CT among 3 states chosen to participate in federal model to slow healthcare cost growth; hospitals raise some concerns

Contributed Connecticut is one of three states participating in the AHEAD Model.

The U.S. Centers for Medicare & Medicaid Services (CMS) announced Tuesday that Connecticut is one of three states chosen to participate in a new, voluntary “total cost care model” that seeks to curb the growth of healthcare costs.

The States Advancing All-Payer Health Equity Approaches and Development Model, or AHEAD Model, also seeks to improve population health and advance health equity. The project will be guided by the state Health Care Cabinet.

In addition to Connecticut, Maryland and Vermont were also selected to participate in the project. CMS said Hawaii will also participate, pending “satisfaction of certain requirements.”

For participating in the program, Connecticut will receive $12 million over five years to develop and implement the model. Initial funding will support participant recruitment, Medicaid payment model development, a state health equity plan, data alignment and analysis, and additional quality and cost-growth benchmark initiatives, the state said. 

CMS said it selected Connecticut to participate based on a joint application submitted by the state Office of Health Strategy (OHS) and the state Department of Social Services (DSS). 

Gov.

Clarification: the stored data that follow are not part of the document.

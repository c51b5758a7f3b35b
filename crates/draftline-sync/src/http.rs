//! HTTP client for a remote draft service.
//!
//! Endpoints, relative to the base URL:
//!
//! - `POST   drafts`              body `{ "session_id", "snapshot" }` → `{ "id", ... }`
//! - `GET    drafts/{session_id}` → `{ "session_id", "snapshot", "saved_at" }`, 404 when absent
//! - `DELETE drafts/{session_id}` → 2xx, 404 counts as already deleted

use std::time::Duration;

use draftline_core::DraftSnapshot;
use reqwest::{StatusCode, Url};
use serde::Serialize;

use crate::gateway::{GatewayError, RemoteDraftGateway, RemoteDraftReceipt, RemoteDraftRecord};

#[derive(Serialize)]
struct SaveDraftBody<'a> {
    session_id: &'a str,
    snapshot: &'a DraftSnapshot,
}

pub struct HttpDraftGateway {
    client: reqwest::Client,
    base: Url,
}

impl HttpDraftGateway {
    /// `timeout` bounds each request; the scheduler adds none of its own.
    pub fn new(base_url: &str, timeout: Duration) -> Result<Self, GatewayError> {
        let base = Url::parse(base_url).map_err(|e| GatewayError::Endpoint(e.to_string()))?;
        if base.cannot_be_a_base() {
            return Err(GatewayError::Endpoint(format!("{base_url} cannot be a base URL")));
        }
        let client = reqwest::Client::builder()
            .timeout(timeout)
            .build()
            .map_err(|e| GatewayError::Transport(e.to_string()))?;
        Ok(Self { client, base })
    }

    pub fn drafts_url(&self) -> Url {
        self.url_with(&["drafts"])
    }

    pub fn draft_url(&self, session_id: &str) -> Url {
        self.url_with(&["drafts", session_id])
    }

    fn url_with(&self, segments: &[&str]) -> Url {
        let mut url = self.base.clone();
        // checked in `new`
        if let Ok(mut path) = url.path_segments_mut() {
            path.pop_if_empty().extend(segments);
        }
        url
    }
}

async fn rejection(resp: reqwest::Response) -> GatewayError {
    let status = resp.status().as_u16();
    let message = resp.text().await.unwrap_or_default();
    GatewayError::Rejected { status, message }
}

fn transport(e: reqwest::Error) -> GatewayError {
    GatewayError::Transport(e.to_string())
}

#[async_trait::async_trait]
impl RemoteDraftGateway for HttpDraftGateway {
    async fn save_draft(
        &self,
        session_id: &str,
        snapshot: &DraftSnapshot,
    ) -> Result<RemoteDraftReceipt, GatewayError> {
        let resp = self
            .client
            .post(self.drafts_url())
            .json(&SaveDraftBody {
                session_id,
                snapshot,
            })
            .send()
            .await
            .map_err(transport)?;
        if !resp.status().is_success() {
            return Err(rejection(resp).await);
        }
        resp.json::<RemoteDraftReceipt>()
            .await
            .map_err(|e| GatewayError::Decode(e.to_string()))
    }

    async fn delete_draft(&self, session_id: &str) -> Result<(), GatewayError> {
        let resp = self
            .client
            .delete(self.draft_url(session_id))
            .send()
            .await
            .map_err(transport)?;
        if resp.status().is_success() || resp.status() == StatusCode::NOT_FOUND {
            return Ok(());
        }
        Err(rejection(resp).await)
    }

    async fn load_draft(&self, session_id: &str) -> Result<Option<DraftSnapshot>, GatewayError> {
        let resp = self
            .client
            .get(self.draft_url(session_id))
            .send()
            .await
            .map_err(transport)?;
        if resp.status() == StatusCode::NOT_FOUND {
            return Ok(None);
        }
        if !resp.status().is_success() {
            return Err(rejection(resp).await);
        }
        let record = resp
            .json::<RemoteDraftRecord>()
            .await
            .map_err(|e| GatewayError::Decode(e.to_string()))?;
        Ok(Some(record.snapshot))
    }
}
pub mod cache;
pub mod file;
pub mod memory;

pub use cache::{LocalDraftCache, StoreError};
pub use file::FileDraftCache;
pub use memory::MemoryDraftCache;

use draftline_core::StorageKey;
use fs2::FileExt;
use std::fs;
use std::io::Write;
use std::path::{Path, PathBuf};

/// Compute a stable file-name-safe ID for an arbitrary identifier.
/// hash_id = blake3(input) → hex string (first 32 chars).
pub fn hash_id(input: &str) -> String {
    let hash = blake3::hash(input.as_bytes());
    hash.to_hex()[..32].to_string()
}

/// File-name-safe ID for a storage key.
pub fn entry_id(key: &StorageKey) -> String {
    hash_id(key.as_str())
}

/// Return the per-user store root: `~/.local/share/draftline/`
/// Windows: `%APPDATA%\draftline\` (falls back to `%USERPROFILE%\.draftline\`)
pub fn store_root() -> PathBuf {
    if let Some(data_dir) = dirs::data_dir() {
        data_dir.join("draftline")
    } else if let Some(home) = dirs::home_dir() {
        home.join(".draftline")
    } else {
        PathBuf::from(".draftline-store")
    }
}

/// Cached drafts live in `store_root/drafts/`.
pub fn drafts_dir(root: &Path) -> PathBuf {
    root.join("drafts")
}

/// The directory-backed remote tier lives in `store_root/remote/`.
pub fn remote_dir(root: &Path) -> PathBuf {
    root.join("remote")
}

pub fn config_path(root: &Path) -> PathBuf {
    root.join("config.json")
}

/// Atomic write: write to temp file in same dir, then rename.
pub fn write_atomic(path: &Path, data: &[u8]) -> std::io::Result<()> {
    let parent = path.parent().ok_or_else(|| {
        std::io::Error::new(
            std::io::ErrorKind::InvalidInput,
            format!("no parent dir for {}", path.display()),
        )
    })?;
    fs::create_dir_all(parent)?;
    let mut tmp = tempfile::NamedTempFile::new_in(parent)?;
    tmp.write_all(data)?;
    tmp.flush()?;
    tmp.persist(path).map_err(|e| e.error)?;
    Ok(())
}

/// File-based exclusive lock guard.
pub struct LockGuard {
    _file: fs::File,
}

/// Acquire an exclusive file lock. Creates the lock file if needed.
pub fn lock_file(path: &Path) -> std::io::Result<LockGuard> {
    if let Some(parent) = path.parent() {
        fs::create_dir_all(parent)?;
    }
    let file = fs::OpenOptions::new()
        .create(true)
        .truncate(false)
        .write(true)
        .open(path)?;
    file.lock_exclusive()?;
    Ok(LockGuard { _file: file })
}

Ned Lamont said the award reflects the state’s efforts to improve health care. 

“We will now have additional capacity to advance efforts designed to improve outcomes and control costs,” he said, adding that those efforts include investing more in primary care, strengthening the links with community programs to address health-related social needs and exploring opportunities to transform payment models.

The Connecticut Hospital Association (CHA) issued a statement in support of the state participating in the AHEAD Model, saying the state’s hospitals are aligned with its goals. However, CHA also said it has some concerns.

“Questions remain as to how the model can achieve these goals if it bases budgets on Medicare and Medicaid payment rates that are nowhere near covering the cost of care — a problem that has contributed to many of the issues this model seeks to correct,” the CHA said in its statement.

“Additionally, the model design rewards the government, rather than the communities and local hospitals providing services and care, if long-term prevention outcomes are achieved and community health and well-being improves over time,” the CHA statement said. “We will continue working with the Office of Health Strategy on the details of this program, which both CMS and the state have clearly described as voluntary, including ensuring the model does not build off of Medicaid underpayments.”